Tragedy set to become deadliest post-war inferno
WITH 58 people missing and presumed dead following the Grenfell Tower fire, the tragedy could become the most deadly blaze in the country since the Second World War.
Here are a list of other major disasters in the UK:
The Bradford City stadium fire in 1985 killed 56 fans and injured more than 250 others. The Bantams were taking on Lincoln City at a Third Division game when one of the stands went up in flames. The official inquiry into the tragedy on May 11, 1985, headed by Sir Oliver Popplewell, concluded the blaze was an accident and was probably started by a spectator dropping a cigarette into rubbish that had accumulated under an old timber stand.

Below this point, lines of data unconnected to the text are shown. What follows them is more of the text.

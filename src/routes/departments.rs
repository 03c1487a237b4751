use axum::{
    extract::{Path, State},
    http::StatusCode,
    Json,
};
use chrono::{NaiveDateTime, Utc};
use diesel::{prelude::*, PgConnection};
use serde::{Deserialize, Serialize};
use tracing::info;
use uuid::Uuid;

use crate::{
    auth::{password, AuthenticatedUser, Role},
    error::{AppError, AppResult},
    models::{Department, NewDepartment, User},
    schema::{departments, users},
    state::AppState,
};

#[derive(Serialize)]
pub struct DepartmentResponse {
    pub id: Uuid,
    pub name: String,
    pub email: String,
    pub can_sign_in: bool,
    pub created_at: NaiveDateTime,
    pub updated_at: NaiveDateTime,
}

impl From<Department> for DepartmentResponse {
    fn from(department: Department) -> Self {
        Self {
            id: department.id,
            name: department.name,
            email: department.email,
            can_sign_in: department.password_hash.is_some(),
            created_at: department.created_at,
            updated_at: department.updated_at,
        }
    }
}

#[derive(Deserialize)]
pub struct CreateDepartmentRequest {
    pub name: String,
    pub email: String,
    pub password: String,
}

#[derive(Deserialize)]
pub struct PasswordRequest {
    pub password: String,
}

#[derive(Deserialize)]
pub struct UpdateDepartmentRequest {
    pub name: Option<String>,
    pub email: Option<String>,
}

#[derive(AsChangeset)]
#[diesel(table_name = departments)]
struct DepartmentChangeset {
    name: Option<String>,
    email: Option<String>,
    updated_at: NaiveDateTime,
}

fn clean_name(raw: &str) -> AppResult<String> {
    let name = raw.trim();
    if name.is_empty() {
        return Err(AppError::bad_request("department name must not be empty"));
    }
    Ok(name.to_string())
}

pub(crate) fn clean_email(raw: &str) -> AppResult<String> {
    let email = raw.trim().to_lowercase();
    match email.split_once('@') {
        Some((local, domain)) if !local.is_empty() && domain.contains('.') => Ok(email),
        _ => Err(AppError::bad_request(format!("'{}' is not a valid email", raw.trim()))),
    }
}

fn check_password(raw: &str) -> AppResult<()> {
    if raw.trim().is_empty() {
        return Err(AppError::bad_request("password must not be empty"));
    }
    Ok(())
}

/// Department-role users whose department matches `name`, ignoring case.
fn department_users(conn: &mut PgConnection, name: &str) -> AppResult<Vec<Uuid>> {
    let candidates: Vec<User> = users::table
        .filter(users::role.eq(Role::Department.as_str()))
        .filter(users::department.is_not_null())
        .load(conn)?;
    Ok(candidates
        .into_iter()
        .filter(|user| {
            user.department
                .as_deref()
                .is_some_and(|department| department.trim().eq_ignore_ascii_case(name))
        })
        .map(|user| user.id)
        .collect())
}

pub async fn list_departments(
    State(state): State<AppState>,
) -> AppResult<Json<Vec<DepartmentResponse>>> {
    let rows = state
        .run_store("department listing", |conn| {
            Ok(departments::table
                .order(departments::name.asc())
                .load::<Department>(conn)?)
        })
        .await?;
    Ok(Json(rows.into_iter().map(DepartmentResponse::from).collect()))
}

pub async fn get_department(
    State(state): State<AppState>,
    Path(department_id): Path<Uuid>,
) -> AppResult<Json<DepartmentResponse>> {
    let department = state
        .run_store("department lookup", move |conn| {
            Ok(departments::table
                .find(department_id)
                .first::<Department>(conn)?)
        })
        .await?;
    Ok(Json(department.into()))
}

/// Names and emails are unique case-insensitively; duplicates are a
/// conflict.
pub async fn create_department(
    State(state): State<AppState>,
    user: AuthenticatedUser,
    Json(payload): Json<CreateDepartmentRequest>,
) -> AppResult<(StatusCode, Json<DepartmentResponse>)> {
    user.ensure_auditor()?;
    let name = clean_name(&payload.name)?;
    let email = clean_email(&payload.email)?;
    check_password(&payload.password)?;

    let department = state
        .run_store("department create", move |conn| {
            let new_department = NewDepartment {
                id: Uuid::new_v4(),
                name,
                email,
                password_hash: Some(password::hash_password(&payload.password)?),
            };
            Ok(diesel::insert_into(departments::table)
                .values(&new_department)
                .get_result::<Department>(conn)?)
        })
        .await?;

    info!(department_id = %department.id, name = %department.name, "department created");
    Ok((StatusCode::CREATED, Json(department.into())))
}

pub async fn update_department(
    State(state): State<AppState>,
    user: AuthenticatedUser,
    Path(department_id): Path<Uuid>,
    Json(payload): Json<UpdateDepartmentRequest>,
) -> AppResult<Json<DepartmentResponse>> {
    user.ensure_auditor()?;
    let changes = DepartmentChangeset {
        name: payload.name.as_deref().map(clean_name).transpose()?,
        email: payload.email.as_deref().map(clean_email).transpose()?,
        updated_at: Utc::now().naive_utc(),
    };

    let (department, renamed_users) = state
        .run_store("department update", move |conn| {
            conn.transaction::<_, AppError, _>(|conn| {
                let current: Department = departments::table
                    .find(department_id)
                    .for_update()
                    .first(conn)?;
                let updated = diesel::update(departments::table.find(department_id))
                    .set(&changes)
                    .get_result::<Department>(conn)?;

                // Department logins follow the registry name.
                let mut renamed = 0;
                if updated.name != current.name {
                    let ids = department_users(conn, &current.name)?;
                    renamed = diesel::update(users::table.filter(users::id.eq_any(&ids)))
                        .set((
                            users::department.eq(Some(updated.name.clone())),
                            users::updated_at.eq(Utc::now().naive_utc()),
                        ))
                        .execute(conn)?;
                }
                Ok((updated, renamed))
            })
        })
        .await?;

    if renamed_users > 0 {
        info!(department_id = %department_id, name = %department.name, users = renamed_users, "department users renamed");
    }
    Ok(Json(department.into()))
}

/// Replaces the department's sign-in password.
pub async fn update_department_password(
    State(state): State<AppState>,
    user: AuthenticatedUser,
    Path(department_id): Path<Uuid>,
    Json(payload): Json<PasswordRequest>,
) -> AppResult<StatusCode> {
    user.ensure_auditor()?;
    check_password(&payload.password)?;

    let updated = state
        .run_store("department password update", move |conn| {
            let password_hash = password::hash_password(&payload.password)?;
            Ok(diesel::update(departments::table.find(department_id))
                .set((
                    departments::password_hash.eq(Some(password_hash)),
                    departments::updated_at.eq(Utc::now().naive_utc()),
                ))
                .execute(conn)?)
        })
        .await?;
    if updated == 0 {
        return Err(AppError::not_found());
    }
    info!(department_id = %department_id, "department password updated");
    Ok(StatusCode::NO_CONTENT)
}

pub async fn delete_department(
    State(state): State<AppState>,
    user: AuthenticatedUser,
    Path(department_id): Path<Uuid>,
) -> AppResult<StatusCode> {
    user.ensure_auditor()?;
    let removed_users = state
        .run_store("department delete", move |conn| {
            conn.transaction::<_, AppError, _>(|conn| {
                let department: Department = departments::table
                    .find(department_id)
                    .for_update()
                    .first(conn)?;
                let ids = department_users(conn, &department.name)?;
                let removed = diesel::delete(users::table.filter(users::id.eq_any(&ids)))
                    .execute(conn)?;
                diesel::delete(departments::table.find(department_id)).execute(conn)?;
                Ok(removed)
            })
        })
        .await?;
    info!(department_id = %department_id, users = removed_users, "department deleted");
    Ok(StatusCode::NO_CONTENT)
}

Arson was to blame for the Denmark Place fire in London which killed 37 people in August 1980. The fire, considered to be one of the country’s worst mass murders, saw two bars set alight when petrol was poured through a letterbox and a flaming piece of paper used to ignite the fuel.
Thirty-one people died at the King’s Cross Underground Station when fire broke out at the interchange in November 1987. The fire started on a wooden escalator. An official report on the fire led to resignations of senior management in both London Underground and London Regional Transport and to the introduction of new fire safety regulations.
Three women and three children died when a fire engulfed the Lakanal House tower block in Camberwell, London, in 2009 after an electrical fault with a television. Southwark Council was later fined £270,000 after being prosecuted for safety failings.
Up to 53 people died when a discarded cigarette started a deadly inferno at the Summerland leisure centre, in Douglas on the Isle of Man, on August 2, 1973.